Extracted records
■ ■ ■

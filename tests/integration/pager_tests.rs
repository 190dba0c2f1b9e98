use rpager::pager::{PageUrlBuilder, PagedList, Pager, PagerOptions, PagingState, RequestContext};

fn paging(total: i64, page_index: i64, page_size: i64) -> PagingState {
    *PagedList::from_items((1..=total).collect::<Vec<_>>(), page_index, page_size)
        .unwrap()
        .paging()
}

/// Render for a request routed to `Home/test` with the given query string.
fn render_home(paging: PagingState, options: &PagerOptions, query: &str) -> String {
    let request = RequestContext {
        path: "/".to_string(),
        query: query.to_string(),
        controller: Some("Home".to_string()),
        action: Some("test".to_string()),
        ..Default::default()
    };
    let urls = PageUrlBuilder::new(&request, options);
    Pager::new(&paging, options, &urls).to_html()
}

fn start_tag(pages: i64, tag: &str, current: i64) -> String {
    format!(r#"<{tag} data-pagecount="{pages}" data-pageindex="{current}">"#)
}

#[derive(Default)]
struct NumericLinks<'a> {
    number_format: Option<&'a str>,
    current_format: Option<&'a str>,
    template: Option<&'a str>,
    num_template: Option<&'a str>,
    current_template: Option<&'a str>,
}

impl NumericLinks<'_> {
    fn render(&self, from: i64, to: i64, current: i64, url: &str) -> String {
        let fmt = |format: Option<&str>, page: i64| match format {
            Some(f) => f.replace("{0}", &page.to_string()),
            None => page.to_string(),
        };
        (from..=to)
            .map(|page| {
                let (inner, template) = if page == current {
                    (
                        fmt(self.current_format.or(self.number_format), page),
                        self.current_template.or(self.template),
                    )
                } else {
                    (
                        format!(
                            r#"<a href="{}">{}</a>"#,
                            url.replace("{0}", &page.to_string()),
                            fmt(self.number_format, page)
                        ),
                        self.num_template.or(self.template),
                    )
                };
                match template {
                    Some(t) => t.replace("{0}", &inner),
                    None => inner,
                }
            })
            .collect()
    }
}

const HOME_URL: &str = "/Home/test?pageindex={0}";

#[test]
fn default_settings_output() {
    let html = render_home(paging(88, 1, 5), &PagerOptions::default(), "");
    let num_links = NumericLinks::default().render(1, 10, 1, HOME_URL);
    let expected = format!(
        r#"{}&lt;&lt;&lt;{num_links}<a href="/Home/test?pageindex=11">...</a><a href="/Home/test?pageindex=2">&gt;</a><a href="/Home/test?pageindex=18">&gt;&gt;</a></div>"#,
        start_tag(18, "div", 1)
    );
    assert_eq!(html, expected);
}

#[test]
fn navigation_item_text() {
    let cases = [
        ("first", "prev", "next", "last"),
        ("首页", "上页", "下页", "尾页"),
        ("First Page", "Prev Page", "Next Page", "Last Page"),
    ];
    for (first, prev, next, last) in cases {
        let options = PagerOptions {
            first_page_text: first.to_string(),
            prev_page_text: prev.to_string(),
            next_page_text: next.to_string(),
            last_page_text: last.to_string(),
            ..Default::default()
        };
        let html = render_home(paging(88, 1, 5), &options, "");
        let num_links = NumericLinks::default().render(1, 10, 1, HOME_URL);
        let expected = format!(
            r#"{}{first}{prev}{num_links}<a href="/Home/test?pageindex=11">...</a><a href="/Home/test?pageindex=2">{next}</a><a href="/Home/test?pageindex=18">{last}</a></div>"#,
            start_tag(18, "div", 1)
        );
        assert_eq!(html, expected);
    }
}

#[test]
fn show_first_last_false() {
    let options = PagerOptions {
        show_first_last: false,
        ..Default::default()
    };
    let html = render_home(paging(88, 1, 5), &options, "");
    let num_links = NumericLinks::default().render(1, 10, 1, HOME_URL);
    let expected = format!(
        r#"{}&lt;{num_links}<a href="/Home/test?pageindex=11">...</a><a href="/Home/test?pageindex=2">&gt;</a></div>"#,
        start_tag(18, "div", 1)
    );
    assert_eq!(html, expected);
}

#[test]
fn hide_all_navigation_items() {
    let options = PagerOptions {
        show_prev_next: false,
        show_first_last: false,
        show_more_pager_items: false,
        ..Default::default()
    };
    let html = render_home(paging(88, 1, 5), &options, "");
    let num_links = NumericLinks::default().render(1, 10, 1, HOME_URL);
    assert_eq!(html, format!("{}{num_links}</div>", start_tag(18, "div", 1)));
}

#[test]
fn numeric_items_hidden() {
    let options = PagerOptions {
        show_numeric_pager_items: false,
        ..Default::default()
    };
    let html = render_home(paging(88, 1, 5), &options, "");
    let expected = format!(
        r#"{}&lt;&lt;&lt;<a href="/Home/test?pageindex=2">&gt;</a><a href="/Home/test?pageindex=18">&gt;&gt;</a></div>"#,
        start_tag(18, "div", 1)
    );
    assert_eq!(html, expected);
}

#[test]
fn auto_hide_outputs_empty_tag_for_single_page() {
    let html = render_home(paging(8, 1, 10), &PagerOptions::default(), "");
    assert_eq!(html, format!("{}</div>", start_tag(1, "div", 1)));
}

#[test]
fn current_page_larger_than_one() {
    let html = render_home(paging(88, 3, 5), &PagerOptions::default(), "");
    let num_links = NumericLinks::default().render(1, 10, 3, HOME_URL);
    let expected = format!(
        r#"{}<a href="/Home/test?pageindex=1">&lt;&lt;</a><a href="/Home/test?pageindex=2">&lt;</a>{num_links}<a href="/Home/test?pageindex=11">...</a><a href="/Home/test?pageindex=4">&gt;</a><a href="/Home/test?pageindex=18">&gt;&gt;</a></div>"#,
        start_tag(18, "div", 3)
    );
    assert_eq!(html, expected);
}

#[test]
fn page_number_formatting() {
    let cases = [
        ("[{0}]", None),
        ("[{0}]", Some("[{0}]")),
        ("【{0}】", None),
        ("-{0}-", Some("［{0}］")),
        ("【{0}】", Some("-{0}-")),
    ];
    for (number_format, current_format) in cases {
        let options = PagerOptions {
            page_number_format_string: Some(number_format.to_string()),
            current_page_number_format_string: current_format.map(str::to_string),
            ..Default::default()
        };
        let html = render_home(paging(88, 1, 5), &options, "");
        let num_links = NumericLinks {
            number_format: Some(number_format),
            current_format,
            ..Default::default()
        }
        .render(1, 10, 1, HOME_URL);
        let expected = format!(
            r#"{}&lt;&lt;&lt;{num_links}<a href="/Home/test?pageindex=11">...</a><a href="/Home/test?pageindex=2">&gt;</a><a href="/Home/test?pageindex=18">&gt;&gt;</a></div>"#,
            start_tag(18, "div", 1)
        );
        assert_eq!(html, expected, "format {number_format} / {current_format:?}");
    }
}

#[test]
fn generic_item_template() {
    let template = "<span>{0}</span>";
    let options = PagerOptions {
        pager_item_template: Some(template.to_string()),
        ..Default::default()
    };
    let html = render_home(paging(88, 1, 5), &options, "");
    let num_links = NumericLinks {
        template: Some(template),
        ..Default::default()
    }
    .render(1, 10, 1, HOME_URL);
    let expected = format!(
        r#"{}<span>&lt;&lt;</span><span>&lt;</span>{num_links}<span><a href="/Home/test?pageindex=11">...</a></span><span><a href="/Home/test?pageindex=2">&gt;</a></span><span><a href="/Home/test?pageindex=18">&gt;&gt;</a></span></div>"#,
        start_tag(18, "div", 1)
    );
    assert_eq!(html, expected);
}

#[test]
fn specific_templates_override_generic_template() {
    let template = "<span>{0}</span>";
    let num_temp = "<li>{0}</li>";
    let nav_temp = "<div>{0}</div>";
    let cur_temp = r#"<span class="active">{0}</span>"#;
    let dis_temp = r#"<button class="disabled">{0}</button>"#;
    let more_temp = r#"<span class="more">{0}</span>"#;
    let options = PagerOptions {
        pager_item_template: Some(template.to_string()),
        numeric_pager_item_template: Some(num_temp.to_string()),
        navigation_pager_item_template: Some(nav_temp.to_string()),
        current_pager_item_template: Some(cur_temp.to_string()),
        disabled_pager_item_template: Some(dis_temp.to_string()),
        more_pager_item_template: Some(more_temp.to_string()),
        ..Default::default()
    };
    let html = render_home(paging(99, 1, 9), &options, "");
    let num_links = NumericLinks {
        template: Some(template),
        num_template: Some(num_temp),
        current_template: Some(cur_temp),
        ..Default::default()
    }
    .render(1, 10, 1, HOME_URL);
    let expected = format!(
        r#"{}<button class="disabled">&lt;&lt;</button><button class="disabled">&lt;</button>{num_links}<span class="more"><a href="/Home/test?pageindex=11">...</a></span><div><a href="/Home/test?pageindex=2">&gt;</a></div><div><a href="/Home/test?pageindex=11">&gt;&gt;</a></div></div>"#,
        start_tag(11, "div", 1)
    );
    assert_eq!(html, expected);
}

#[test]
fn tag_name_and_item_template() {
    let template = "<li>{0}</li>";
    let options = PagerOptions {
        tag_name: "ul".to_string(),
        pager_item_template: Some(template.to_string()),
        ..Default::default()
    };
    let html = render_home(paging(108, 5, 10), &options, "");
    let num_links = NumericLinks {
        template: Some(template),
        ..Default::default()
    }
    .render(1, 10, 5, HOME_URL);
    let expected = format!(
        r#"{}<li><a href="/Home/test?pageindex=1">&lt;&lt;</a></li><li><a href="/Home/test?pageindex=4">&lt;</a></li>{num_links}<li><a href="/Home/test?pageindex=11">...</a></li><li><a href="/Home/test?pageindex=6">&gt;</a></li><li><a href="/Home/test?pageindex=11">&gt;&gt;</a></li></ul>"#,
        start_tag(11, "ul", 5)
    );
    assert_eq!(html, expected);
}

#[test]
fn numeric_item_count_setting() {
    for count in [5, 6, 8, 10] {
        let options = PagerOptions {
            numeric_pager_item_count: count,
            ..Default::default()
        };
        let html = render_home(paging(101, 1, 10), &options, "");
        let num_links = NumericLinks::default().render(1, count, 1, HOME_URL);
        let expected = format!(
            r#"{}&lt;&lt;&lt;{num_links}<a href="/Home/test?pageindex={}">...</a><a href="/Home/test?pageindex=2">&gt;</a><a href="/Home/test?pageindex=11">&gt;&gt;</a></div>"#,
            start_tag(11, "div", 1),
            count + 1
        );
        assert_eq!(html, expected, "numeric_pager_item_count = {count}");
    }
}

#[test]
fn query_string_is_preserved() {
    let html = render_home(paging(108, 5, 10), &PagerOptions::default(), "type=news&class=local");
    let url = "/Home/test?type=news&amp;class=local&amp;pageindex={0}";
    let link = |page: i64| url.replace("{0}", &page.to_string());
    let num_links = NumericLinks::default().render(1, 10, 5, url);
    let expected = format!(
        r#"{}<a href="{}">&lt;&lt;</a><a href="{}">&lt;</a>{num_links}<a href="{}">...</a><a href="{}">&gt;</a><a href="{}">&gt;&gt;</a></div>"#,
        start_tag(11, "div", 5),
        link(1),
        link(4),
        link(11),
        link(6),
        link(11)
    );
    assert_eq!(html, expected);
}

#[test]
fn rendering_twice_is_byte_identical() {
    let options = PagerOptions {
        pager_item_template: Some("<li>{0}</li>".to_string()),
        ..Default::default()
    };
    let first = render_home(paging(88, 7, 5), &options, "type=news");
    let second = render_home(paging(88, 7, 5), &options, "type=news");
    assert_eq!(first, second);
}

■ ■ ■

=== EXERCISE DESCRIPTION ===
What number of lines in the records hold "button"? Reply with that number alone.

=== SOLUTION TO THIS PROBLEM ===
2